- [What you will do]:
Using the records below, output the stretch that opens with the line containing "filename crates/strategist-core/src/engine/sizing.rs" and closes with the line containing "if !unit_price.is_finite() ||", exactly and including both lines, with nothing more.

- [Exercise data]:
=-=-=-=-=

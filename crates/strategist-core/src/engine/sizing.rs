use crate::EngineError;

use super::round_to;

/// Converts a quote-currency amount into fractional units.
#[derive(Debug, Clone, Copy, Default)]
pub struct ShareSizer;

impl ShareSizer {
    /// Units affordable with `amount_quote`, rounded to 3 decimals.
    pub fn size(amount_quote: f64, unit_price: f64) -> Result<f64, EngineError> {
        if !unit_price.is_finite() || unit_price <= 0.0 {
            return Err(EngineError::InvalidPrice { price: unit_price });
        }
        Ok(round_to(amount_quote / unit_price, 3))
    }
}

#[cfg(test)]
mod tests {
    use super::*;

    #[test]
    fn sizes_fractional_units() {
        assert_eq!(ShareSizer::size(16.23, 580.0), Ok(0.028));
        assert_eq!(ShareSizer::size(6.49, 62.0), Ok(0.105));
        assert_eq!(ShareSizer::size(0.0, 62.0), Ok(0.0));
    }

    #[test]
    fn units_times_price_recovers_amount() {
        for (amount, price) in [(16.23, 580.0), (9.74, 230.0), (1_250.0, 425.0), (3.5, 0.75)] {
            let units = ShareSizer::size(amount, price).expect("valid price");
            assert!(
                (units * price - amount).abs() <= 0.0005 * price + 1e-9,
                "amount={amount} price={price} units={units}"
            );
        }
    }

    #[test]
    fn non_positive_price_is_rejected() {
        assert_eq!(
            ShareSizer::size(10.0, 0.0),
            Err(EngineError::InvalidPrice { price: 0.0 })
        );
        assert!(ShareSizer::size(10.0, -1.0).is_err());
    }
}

=-=-=-=-=

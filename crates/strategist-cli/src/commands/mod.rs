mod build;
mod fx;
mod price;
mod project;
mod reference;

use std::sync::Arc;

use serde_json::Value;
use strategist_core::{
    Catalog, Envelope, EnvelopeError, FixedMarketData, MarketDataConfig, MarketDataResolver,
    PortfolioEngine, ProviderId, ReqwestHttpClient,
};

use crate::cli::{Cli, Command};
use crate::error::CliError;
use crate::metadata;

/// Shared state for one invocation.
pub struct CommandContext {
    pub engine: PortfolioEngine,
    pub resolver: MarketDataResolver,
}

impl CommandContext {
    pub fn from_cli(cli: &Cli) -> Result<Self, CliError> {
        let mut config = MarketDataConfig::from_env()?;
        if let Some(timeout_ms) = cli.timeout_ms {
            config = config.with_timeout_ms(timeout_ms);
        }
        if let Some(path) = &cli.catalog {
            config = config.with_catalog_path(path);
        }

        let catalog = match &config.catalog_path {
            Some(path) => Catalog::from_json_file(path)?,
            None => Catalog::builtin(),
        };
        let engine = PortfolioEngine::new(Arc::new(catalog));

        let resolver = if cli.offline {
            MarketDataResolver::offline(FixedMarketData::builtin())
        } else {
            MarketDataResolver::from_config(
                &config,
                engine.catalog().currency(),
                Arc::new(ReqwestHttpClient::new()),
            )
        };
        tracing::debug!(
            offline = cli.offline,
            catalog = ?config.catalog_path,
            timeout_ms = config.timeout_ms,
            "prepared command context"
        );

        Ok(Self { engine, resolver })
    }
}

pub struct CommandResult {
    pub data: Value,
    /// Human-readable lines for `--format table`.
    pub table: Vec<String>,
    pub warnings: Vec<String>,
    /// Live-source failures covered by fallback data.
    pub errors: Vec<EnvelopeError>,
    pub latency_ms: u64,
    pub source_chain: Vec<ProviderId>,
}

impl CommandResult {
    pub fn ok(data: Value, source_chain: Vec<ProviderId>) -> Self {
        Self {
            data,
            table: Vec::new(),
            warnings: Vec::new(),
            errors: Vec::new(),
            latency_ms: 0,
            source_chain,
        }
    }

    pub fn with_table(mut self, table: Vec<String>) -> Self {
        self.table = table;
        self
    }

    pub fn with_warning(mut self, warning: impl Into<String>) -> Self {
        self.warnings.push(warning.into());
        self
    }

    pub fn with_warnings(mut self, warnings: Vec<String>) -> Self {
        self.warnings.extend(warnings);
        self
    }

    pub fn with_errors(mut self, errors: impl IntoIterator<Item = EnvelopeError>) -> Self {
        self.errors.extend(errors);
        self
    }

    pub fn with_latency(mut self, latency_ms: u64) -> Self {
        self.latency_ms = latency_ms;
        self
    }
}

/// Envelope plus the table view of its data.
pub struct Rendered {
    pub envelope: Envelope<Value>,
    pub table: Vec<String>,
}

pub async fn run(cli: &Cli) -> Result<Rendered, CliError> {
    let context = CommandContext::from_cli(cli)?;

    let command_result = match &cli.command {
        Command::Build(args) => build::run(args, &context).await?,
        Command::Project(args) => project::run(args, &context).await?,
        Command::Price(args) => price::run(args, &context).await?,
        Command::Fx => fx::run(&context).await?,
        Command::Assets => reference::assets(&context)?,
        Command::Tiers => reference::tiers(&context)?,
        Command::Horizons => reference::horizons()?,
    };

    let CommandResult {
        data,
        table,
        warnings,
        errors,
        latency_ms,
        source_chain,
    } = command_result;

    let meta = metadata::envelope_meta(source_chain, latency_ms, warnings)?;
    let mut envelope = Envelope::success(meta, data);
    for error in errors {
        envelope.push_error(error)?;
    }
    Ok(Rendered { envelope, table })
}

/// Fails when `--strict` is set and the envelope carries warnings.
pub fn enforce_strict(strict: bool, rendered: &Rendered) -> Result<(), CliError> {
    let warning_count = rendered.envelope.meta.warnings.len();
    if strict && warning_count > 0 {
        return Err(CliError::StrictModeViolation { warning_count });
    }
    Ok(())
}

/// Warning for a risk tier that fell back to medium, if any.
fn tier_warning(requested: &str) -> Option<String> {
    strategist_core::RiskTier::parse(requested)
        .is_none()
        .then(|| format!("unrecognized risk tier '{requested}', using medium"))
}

=-=-=-=-=

- [Response to this task]:
filename crates/strategist-core/src/engine/sizing.rs
use crate::EngineError;

use super::round_to;

/// Converts a quote-currency amount into fractional units.
#[derive(Debug, Clone, Copy, Default)]
pub struct ShareSizer;

impl ShareSizer {
    /// Units affordable with `amount_quote`, rounded to 3 decimals.
    pub fn size(amount_quote: f64, unit_price: f64) -> Result<f64, EngineError> {
        if !unit_price.is_finite() || unit_price <= 0.0 {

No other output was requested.